A re-imagined Spider-Man will open shortly — July 3rd, to be precise — and it has a lot of expectations to live up to… product placement expectations that is.
In the three Spider-Man films of the last decade, brandchannel spotted 98 identifiable brands or products. When it comes to heroic product placement, will the new The Amazing Spider-Man live up to the old? It appears off to a good start.
The web of brands already on board for the reboot of Peter Parker's tale is an impressive one, even by high profile comic books-to-movies standards like Thor, Iron Man and Captain America. The Amazing Spider-Man site lists 11 official partners. But there are many more that are unlisted.
Sony, of course, is leveraging its upcoming summer blockbuster to help promote its other brands. Additionally, there's Target and Nintendo and Gameloft. Visa and Kellogg's, OPI and Schick. Not every partner is a consumer product, however.
Stand Up To Cancer (SU2C) and The Amazing Spider-Man are teaming up and asking you to Be Amazing and Stand Up!" Spider-Man is even outsourcing its tie-ins. Snapdeal.com, which is "India’s leading e-commerce company," will offer "an exclusive and licensed range of Spiderman action toys and remote controlled vehicles."
Of course, one of the most fun details of any brand-superhero partnership are the press release puns!
"'The Amazing Spider-Man' Swings into Target"
"Twizzlers Twisted Web and Amazing Prizes"
"HAVE IT YOUR WAY® With a Side of Spiderman!"
Burger King's partnership seems to miss a once in a lifetime opportunity to offer sides of "Spiderham." It's unlikely Burger King will just re-run its ads from its 2007 Spider-Man 3 tie-in:
Meanwhile, here is Brad Haley, chief marketing officer for CKE Restaurants, parent of Carl’s Jr., for the win: “We know that with great burgers comes great responsibility." Bravo. (Though somebody at Sony might want to get Mr. Haley up to speed about not promoting the old Spider-Man franchise while launching a new one.)

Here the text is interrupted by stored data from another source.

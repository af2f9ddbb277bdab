//! Scene load/unload sequencing

use crate::context::EngineContext;
use crate::error::EngineResult;
use crate::renderer::DrawTarget;
use crate::resources::LoadContext;

use super::Scene;

/// Holds at most one live scene.
///
/// Loading a new scene fully unloads and drops the current one first, so
/// two scenes never overlap.
#[derive(Debug, Default)]
pub struct SceneManager {
    current: Option<Scene>,
}

impl SceneManager {
    pub fn new() -> Self {
        Self::default()
    }

    /// Unload the current scene, then load `scene` and make it current.
    ///
    /// If `on_load` fails the half-loaded scene is unloaded (its `on_unload`
    /// runs and its lights are removed), then dropped; no scene is current.
    pub fn load_scene(&mut self, mut scene: Scene, ctx: &mut LoadContext<'_>) -> EngineResult<()> {
        self.unload_current_scene(ctx.context);

        if let Err(err) = scene.load(ctx) {
            log::error!("Failed to load scene '{}': {}", scene.name(), err);
            scene.unload(ctx.context);
            return Err(err);
        }
        self.current = Some(scene);
        Ok(())
    }

    pub fn unload_current_scene(&mut self, context: &mut EngineContext) {
        if let Some(mut scene) = self.current.take() {
            scene.unload(context);
        }
    }

    pub fn current_scene(&self) -> Option<&Scene> {
        self.current.as_ref()
    }

    pub fn current_scene_mut(&mut self) -> Option<&mut Scene> {
        self.current.as_mut()
    }

    pub fn has_scene(&self) -> bool {
        self.current.is_some()
    }

    pub fn update(&mut self, context: &mut EngineContext) {
        if let Some(scene) = &mut self.current {
            scene.update(context);
        }
    }

    pub fn render(&mut self, target: &mut dyn DrawTarget) {
        if let Some(scene) = &mut self.current {
            scene.render(target);
        }
    }
}

#[cfg(test)]
mod tests {
    use super::*;
    use crate::error::EngineError;
    use crate::resources::NoGpu;
    use crate::scene::{LightType, SceneLifecycle, SceneState};
    use std::cell::RefCell;
    use std::rc::Rc;

    type Log = Rc<RefCell<Vec<String>>>;

    struct Hooks {
        name: &'static str,
        log: Log,
        fail: bool,
    }

    impl SceneLifecycle for Hooks {
        fn on_load(&mut self, scene: &mut Scene, ctx: &mut LoadContext<'_>) -> EngineResult<()> {
            self.log.borrow_mut().push(format!("load {}", self.name));
            scene.create_entity("spawned");
            ctx.context.lights.create_light(LightType::Point);
            if self.fail {
                return Err(EngineError::ResourceLoad {
                    name: "missing".into(),
                    reason: "not found".into(),
                });
            }
            Ok(())
        }

        fn on_unload(&mut self, scene: &mut Scene, _context: &mut EngineContext) {
            self.log.borrow_mut().push(format!(
                "unload {} ({} entities)",
                self.name,
                scene.entity_count()
            ));
        }
    }

    fn scene(name: &'static str, log: &Log, fail: bool) -> Scene {
        Scene::new(name).with_lifecycle(Hooks {
            name,
            log: log.clone(),
            fail,
        })
    }

    #[test]
    fn old_scene_unloads_before_new_one_loads() {
        let log = Log::default();
        let mut context = EngineContext::default();
        let mut factory = NoGpu;
        let mut manager = SceneManager::new();

        let mut ctx = LoadContext {
            context: &mut context,
            factory: &mut factory,
        };
        manager.load_scene(scene("a", &log, false), &mut ctx).unwrap();
        manager.load_scene(scene("b", &log, false), &mut ctx).unwrap();

        assert_eq!(
            *log.borrow(),
            vec!["load a", "unload a (1 entities)", "load b"]
        );
        let current = manager.current_scene().unwrap();
        assert_eq!(current.name(), "b");
        assert_eq!(current.state(), SceneState::Loaded);
    }

    #[test]
    fn failed_load_leaves_no_current_scene() {
        let log = Log::default();
        let mut context = EngineContext::default();
        let mut factory = NoGpu;
        let mut manager = SceneManager::new();
        let mut ctx = LoadContext {
            context: &mut context,
            factory: &mut factory,
        };

        manager.load_scene(scene("a", &log, false), &mut ctx).unwrap();
        assert!(manager.load_scene(scene("b", &log, true), &mut ctx).is_err());
        assert!(!manager.has_scene());
        assert_eq!(log.borrow()[1], "unload a (1 entities)");
    }

    #[test]
    fn failed_load_removes_its_lights() {
        let log = Log::default();
        let mut context = EngineContext::default();
        let mut factory = NoGpu;
        let mut manager = SceneManager::new();
        let mut ctx = LoadContext {
            context: &mut context,
            factory: &mut factory,
        };

        assert!(manager.load_scene(scene("broken", &log, true), &mut ctx).is_err());
        assert!(ctx.context.lights.is_empty());
        assert_eq!(
            *log.borrow(),
            vec!["load broken", "unload broken (1 entities)"]
        );

        manager.load_scene(scene("next", &log, false), &mut ctx).unwrap();
        assert_eq!(ctx.context.lights.len(), 1);
    }

    #[test]
    fn unload_clears_current() {
        let log = Log::default();
        let mut context = EngineContext::default();
        let mut factory = NoGpu;
        let mut manager = SceneManager::new();
        manager
            .load_scene(
                scene("a", &log, false),
                &mut LoadContext {
                    context: &mut context,
                    factory: &mut factory,
                },
            )
            .unwrap();

        manager.unload_current_scene(&mut context);
        manager.unload_current_scene(&mut context);
        assert!(manager.current_scene().is_none());
        assert_eq!(log.borrow().len(), 2);
    }
}
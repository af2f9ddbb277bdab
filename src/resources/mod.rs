//! Resource management
//!
//! Meshes, textures, shaders and materials are created on the GPU through a
//! [`ResourceFactory`] (the renderer) and shared through name-keyed
//! [`ResourceCache`]s bundled in [`Resources`].

mod cache;
mod material;
mod mesh;
mod shader;
mod texture;

pub use cache::*;
pub use material::*;
pub use mesh::*;
pub use shader::*;
pub use texture::*;

use std::path::PathBuf;
use std::sync::Arc;

use crate::context::EngineContext;
use crate::error::{EngineError, EngineResult};

/// Creates GPU resources from CPU data
pub trait ResourceFactory {
    fn create_mesh(&mut self, name: &str, data: &MeshData) -> EngineResult<Mesh>;

    fn create_texture(&mut self, name: &str, data: &TextureData) -> EngineResult<Texture>;

    fn create_shader(
        &mut self,
        name: &str,
        source: &str,
        options: ShaderOptions,
    ) -> EngineResult<Shader>;

    fn create_material(
        &mut self,
        name: &str,
        shader: Arc<Shader>,
        properties: MaterialProperties,
    ) -> EngineResult<Material>;
}

/// Where mesh geometry comes from
#[derive(Debug, Clone)]
pub enum MeshSource {
    Data(MeshData),
    Triangle,
    Quad,
    Cube,
    Sphere { segments: u32 },
    Cylinder { segments: u32 },
    Plane { width: f32, depth: f32, divisions: u32 },
}

impl MeshSource {
    pub fn build(self) -> MeshData {
        match self {
            MeshSource::Data(data) => data,
            MeshSource::Triangle => MeshData::triangle(),
            MeshSource::Quad => MeshData::quad(),
            MeshSource::Cube => MeshData::cube(),
            MeshSource::Sphere { segments } => MeshData::sphere(segments),
            MeshSource::Cylinder { segments } => MeshData::cylinder(segments),
            MeshSource::Plane {
                width,
                depth,
                divisions,
            } => MeshData::plane(width, depth, divisions),
        }
    }
}

/// Where texture pixels come from
#[derive(Debug, Clone)]
pub enum TextureSource {
    File(PathBuf),
    Bytes(Vec<u8>),
    Data(TextureData),
    SolidColor([u8; 4]),
    Checkerboard {
        size: u32,
        color1: [u8; 4],
        color2: [u8; 4],
    },
}

impl TextureSource {
    pub fn build(self, name: &str) -> EngineResult<TextureData> {
        let data = match self {
            TextureSource::File(path) => TextureData::from_file(path)?,
            TextureSource::Bytes(bytes) => TextureData::from_bytes(&bytes, name)?,
            TextureSource::Data(data) => data,
            TextureSource::SolidColor(color) => TextureData::solid_color(color, name),
            TextureSource::Checkerboard {
                size,
                color1,
                color2,
            } => TextureData::checkerboard(size, color1, color2),
        };
        data.validate()?;
        Ok(data)
    }
}

/// Where WGSL source comes from
#[derive(Debug, Clone)]
pub enum ShaderSource {
    /// The built-in lit shader
    Default,
    Wgsl(String),
    File(PathBuf),
}

impl ShaderSource {
    pub fn read(self, name: &str) -> EngineResult<String> {
        match self {
            ShaderSource::Default => Ok(DEFAULT_SHADER.to_string()),
            ShaderSource::Wgsl(source) => Ok(source),
            ShaderSource::File(path) => {
                std::fs::read_to_string(&path).map_err(|e| EngineError::ResourceLoad {
                    name: name.to_string(),
                    reason: format!("{}: {}", path.display(), e),
                })
            }
        }
    }
}

/// Everything needed to build a material
#[derive(Debug, Clone)]
pub struct MaterialDesc {
    pub shader: Arc<Shader>,
    pub properties: MaterialProperties,
    pub textures: Vec<(TextureSlot, Arc<Texture>)>,
}

impl MaterialDesc {
    pub fn new(shader: Arc<Shader>) -> Self {
        Self {
            shader,
            properties: MaterialProperties::default(),
            textures: Vec::new(),
        }
    }

    pub fn with_properties(mut self, properties: MaterialProperties) -> Self {
        self.properties = properties;
        self
    }

    pub fn with_texture(mut self, slot: TextureSlot, texture: Arc<Texture>) -> Self {
        self.textures.push((slot, texture));
        self
    }
}

/// Caches for every resource kind
#[derive(Debug)]
pub struct Resources {
    pub meshes: ResourceCache<Mesh>,
    pub textures: ResourceCache<Texture>,
    pub shaders: ResourceCache<Shader>,
    pub materials: ResourceCache<Material>,
}

impl Default for Resources {
    fn default() -> Self {
        Self {
            meshes: ResourceCache::new("Mesh"),
            textures: ResourceCache::new("Texture"),
            shaders: ResourceCache::new("Shader"),
            materials: ResourceCache::new("Material"),
        }
    }
}

impl Resources {
    pub fn new() -> Self {
        Self::default()
    }

    pub fn load_mesh(
        &mut self,
        factory: &mut dyn ResourceFactory,
        name: &str,
        source: MeshSource,
    ) -> EngineResult<Arc<Mesh>> {
        self.meshes
            .load_or_get(name, || factory.create_mesh(name, &source.build()))
    }

    pub fn load_texture(
        &mut self,
        factory: &mut dyn ResourceFactory,
        name: &str,
        source: TextureSource,
    ) -> EngineResult<Arc<Texture>> {
        self.textures
            .load_or_get(name, || factory.create_texture(name, &source.build(name)?))
    }

    pub fn load_shader(
        &mut self,
        factory: &mut dyn ResourceFactory,
        name: &str,
        source: ShaderSource,
        options: ShaderOptions,
    ) -> EngineResult<Arc<Shader>> {
        self.shaders
            .load_or_get(name, || factory.create_shader(name, &source.read(name)?, options))
    }

    pub fn load_material(
        &mut self,
        factory: &mut dyn ResourceFactory,
        name: &str,
        desc: MaterialDesc,
    ) -> EngineResult<Arc<Material>> {
        self.materials.load_or_get(name, || {
            let material = factory.create_material(name, desc.shader, desc.properties)?;
            for (slot, texture) in desc.textures {
                material.set_texture(slot, Some(texture));
            }
            Ok(material)
        })
    }

    pub fn clear(&mut self) {
        self.materials.clear();
        self.shaders.clear();
        self.textures.clear();
        self.meshes.clear();
    }
}

/// Handed to [`SceneLifecycle::on_load`](crate::scene::SceneLifecycle::on_load)
pub struct LoadContext<'a> {
    pub context: &'a mut EngineContext,
    pub factory: &'a mut dyn ResourceFactory,
}

impl LoadContext<'_> {
    pub fn load_mesh(&mut self, name: &str, source: MeshSource) -> EngineResult<Arc<Mesh>> {
        self.context
            .resources
            .load_mesh(&mut *self.factory, name, source)
    }

    pub fn load_texture(&mut self, name: &str, source: TextureSource) -> EngineResult<Arc<Texture>> {
        self.context
            .resources
            .load_texture(&mut *self.factory, name, source)
    }

    pub fn load_shader(
        &mut self,
        name: &str,
        source: ShaderSource,
        options: ShaderOptions,
    ) -> EngineResult<Arc<Shader>> {
        self.context
            .resources
            .load_shader(&mut *self.factory, name, source, options)
    }

    pub fn load_material(&mut self, name: &str, desc: MaterialDesc) -> EngineResult<Arc<Material>> {
        self.context
            .resources
            .load_material(&mut *self.factory, name, desc)
    }

    /// The built-in shader, compiled once under the name `"default"`
    pub fn default_shader(&mut self) -> EngineResult<Arc<Shader>> {
        self.load_shader("default", ShaderSource::Default, ShaderOptions::default())
    }
}

/// Factory for tests that never touch a GPU
#[cfg(test)]
pub(crate) struct NoGpu;

#[cfg(test)]
impl ResourceFactory for NoGpu {
    fn create_mesh(&mut self, _name: &str, _data: &MeshData) -> EngineResult<Mesh> {
        Err(EngineError::NotInitialized)
    }

    fn create_texture(&mut self, _name: &str, _data: &TextureData) -> EngineResult<Texture> {
        Err(EngineError::NotInitialized)
    }

    fn create_shader(
        &mut self,
        _name: &str,
        _source: &str,
        _options: ShaderOptions,
    ) -> EngineResult<Shader> {
        Err(EngineError::NotInitialized)
    }

    fn create_material(
        &mut self,
        _name: &str,
        _shader: Arc<Shader>,
        _properties: MaterialProperties,
    ) -> EngineResult<Material> {
        Err(EngineError::NotInitialized)
    }
}

#[cfg(test)]
mod tests {
    use super::*;

    #[test]
    fn failed_creation_leaves_cache_empty() {
        let mut resources = Resources::new();
        let result = resources.load_mesh(&mut NoGpu, "cube", MeshSource::Cube);
        assert!(matches!(result, Err(EngineError::NotInitialized)));
        assert!(resources.meshes.is_empty());
    }

    #[test]
    fn invalid_texture_source_fails_before_factory() {
        let mut resources = Resources::new();
        let bad = TextureData {
            width: 2,
            height: 2,
            format: crate::backend::TextureFormat::Rgba8Unorm,
            data: vec![0; 3],
            name: "bad".into(),
        };
        let result = resources.load_texture(&mut NoGpu, "bad", TextureSource::Data(bad));
        assert!(matches!(result, Err(EngineError::ResourceLoad { .. })));
    }

    #[test]
    fn missing_shader_file_is_a_load_error() {
        let source = ShaderSource::File("/definitely/not/here.wgsl".into());
        assert!(matches!(
            source.read("missing"),
            Err(EngineError::ResourceLoad { .. })
        ));
        assert_eq!(ShaderSource::Default.read("d").unwrap(), DEFAULT_SHADER);
    }

    #[test]
    fn mesh_sources_build_primitives() {
        assert_eq!(MeshSource::Cube.build().vertex_count(), 24);
        assert_eq!(
            MeshSource::Plane {
                width: 1.0,
                depth: 1.0,
                divisions: 1
            }
            .build()
            .triangle_count(),
            2
        );
    }
}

Speaking of Carl's, it seems The King not Spider-Man's only burger joint. Carl's Jr. is also partnering with the web slinger for a "Spider-Man Eats Free" Fourth of July. As part of the promotion, "Spider-Man co-creator Stan Lee offers on-line advice to guests on how to dress to score a free Amazing Grilled Cheese Bacon Burger."
We have to admit that the Stride-Rite's "Spider-Man lighted shoe" which "will help any mini super hero feel like the real deal by giving them light-up powers" is pretty awesome.
It should go without saying that marketing tie-ins are not product placements. While it's unknown how many of The Amazing Spider-Man's partner (and non-partner) brands will appear onscreen, it's safe to guess more than one, less than 90. An early review of the film suggests it might be closer to the latter.
Letterboxxd's Nigel Floyd notes, "The ubiquitous product placement was disgusting and absurd: Peter Parker, a science-loving nerd, uses Bing as his default search engine?" (So the world's best-known web-slinger likes to not only sling it but Bing it?)
In the 2002 version of Spider-Man we spotted 37 noticeable brands and products. That decreased to 23 for 2004's Spider-Man 2 but then jumped back to 38 in 2007 for the third installment.
The first Spider-Man is best known for its gratuitous Dr. Pepper placement. By the third, web wiseacres had seen enough and began making entire spoof versions of "Product Placement Spider-Man":
While the film is certainly keeping pacing its predecessor when it comes to the number of off-screen marketing partners, will The Amazing Spider-Man tone down the product placement for a new generation? It seems to be in good hands. Credited as a "product placement consultant" for the film is Deb Cole, who served for 20 episodes on the product placement-heavy HBO series Entourage.